### Work instruction
From the listing below, tally the lines that include "cancelled". Return only the total.

### Records supplied
□ □ □ □ □ □ □

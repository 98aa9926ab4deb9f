//! Turn status classification

use std::fmt;

/// A turn status as reported by the agent
///
/// Comparison ignores case and the separators `_`, `-` and spaces, so
/// `inProgress`, `in_progress` and `IN-PROGRESS` are the same status.
#[derive(Debug, Clone, PartialEq, Eq)]
pub struct TurnStatus {
    raw: String,
    key: String,
}

impl TurnStatus {
    /// Wrap a raw status string
    #[must_use]
    pub fn parse(raw: &str) -> Self {
        let key = raw
            .chars()
            .filter(|c| !matches!(c, '_' | '-' | ' '))
            .flat_map(char::to_lowercase)
            .collect();
        Self {
            raw: raw.to_string(),
            key,
        }
    }

    /// Status exactly as the agent sent it
    #[must_use]
    pub fn as_str(&self) -> &str {
        &self.raw
    }

    /// Terminal iff not in progress
    #[must_use]
    pub fn is_terminal(&self) -> bool {
        self.key != "inprogress"
    }

    /// Failed, interrupted or cancelled (either spelling)
    #[must_use]
    pub fn is_failure(&self) -> bool {
        matches!(
            self.key.as_str(),
            "failed" | "interrupted" | "cancelled" | "canceled"
        )
    }
}

impl fmt::Display for TurnStatus {
    fn fmt(&self, f: &mut fmt::Formatter<'_>) -> fmt::Result {
        f.write_str(&self.raw)
    }
}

□ □ □ □ □ □ □

### Solution to the exercise
2